-- Opening Marker --

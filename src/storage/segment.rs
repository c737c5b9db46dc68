//! Durable segment format for a single collection.
//!
//! A segment is the whole committed state of one collection, serialized as
//! MessagePack and replaced atomically via write-then-rename.

use crate::core::{Document, IndexError, Result};
use serde::{Deserialize, Serialize};
use std::collections::HashMap;
use std::fs::{self, File};
use std::io::{BufReader, Write};
use std::path::Path;
use std::time::{SystemTime, UNIX_EPOCH};

const SEGMENT_VERSION: u32 = 1;

#[derive(Debug, Serialize, Deserialize)]
pub struct Segment {
    pub version: u32,
    pub docs: HashMap<String, Document>,
    pub metadata: SegmentMetadata,
}

#[derive(Debug, Serialize, Deserialize)]
pub struct SegmentMetadata {
    pub committed_at: u64,
    pub doc_count: usize,
}

impl Segment {
    pub fn new(docs: HashMap<String, Document>) -> Self {
        let doc_count = docs.len();
        let committed_at = SystemTime::now()
            .duration_since(UNIX_EPOCH)
            .map(|d| d.as_millis() as u64)
            .unwrap_or(0);

        Self {
            version: SEGMENT_VERSION,
            docs,
            metadata: SegmentMetadata {
                committed_at,
                doc_count,
            },
        }
    }
}

/// Load the segment at `path`, or `None` if no segment has been written yet.
pub fn load(path: &Path) -> Result<Option<Segment>> {
    if !path.exists() {
        return Ok(None);
    }
    let file = File::open(path)
        .map_err(|e| IndexError::IoError(format!("Failed to open segment {path:?}: {e}")))?;
    let segment: Segment = rmp_serde::from_read(BufReader::new(file))
        .map_err(|e| IndexError::SerializationError(format!("Failed to decode segment: {e}")))?;
    Ok(Some(segment))
}

/// Persist `segment` at `path`, replacing any previous generation atomically.
pub fn store(path: &Path, segment: &Segment) -> Result<()> {
    let parent = path
        .parent()
        .ok_or_else(|| IndexError::IoError(format!("Segment path {path:?} has no parent")))?;
    fs::create_dir_all(parent)
        .map_err(|e| IndexError::IoError(format!("Failed to create index directory: {e}")))?;

    let bytes = rmp_serde::to_vec(segment)
        .map_err(|e| IndexError::SerializationError(format!("Failed to encode segment: {e}")))?;

    // Write to a temp file in the same directory, then rename over the
    // target so readers never observe a half-written segment.
    let mut tmp = tempfile::NamedTempFile::new_in(parent)
        .map_err(|e| IndexError::IoError(format!("Failed to create temp segment: {e}")))?;
    tmp.write_all(&bytes)
        .map_err(|e| IndexError::IoError(format!("Failed to write segment: {e}")))?;
    tmp.persist(path)
        .map_err(|e| IndexError::IoError(format!("Failed to persist segment: {e}")))?;

    Ok(())
}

-- Closing Marker --

### Your instructions
Please find the lines in the data that contain the word "parent" and copy them.

### Answer section
    let parent = path
        .parent()
        .ok_or_else(|| IndexError::IoError(format!("Segment path {path:?} has no parent")))?;
    fs::create_dir_all(parent)
    let mut tmp = tempfile::NamedTempFile::new_in(parent)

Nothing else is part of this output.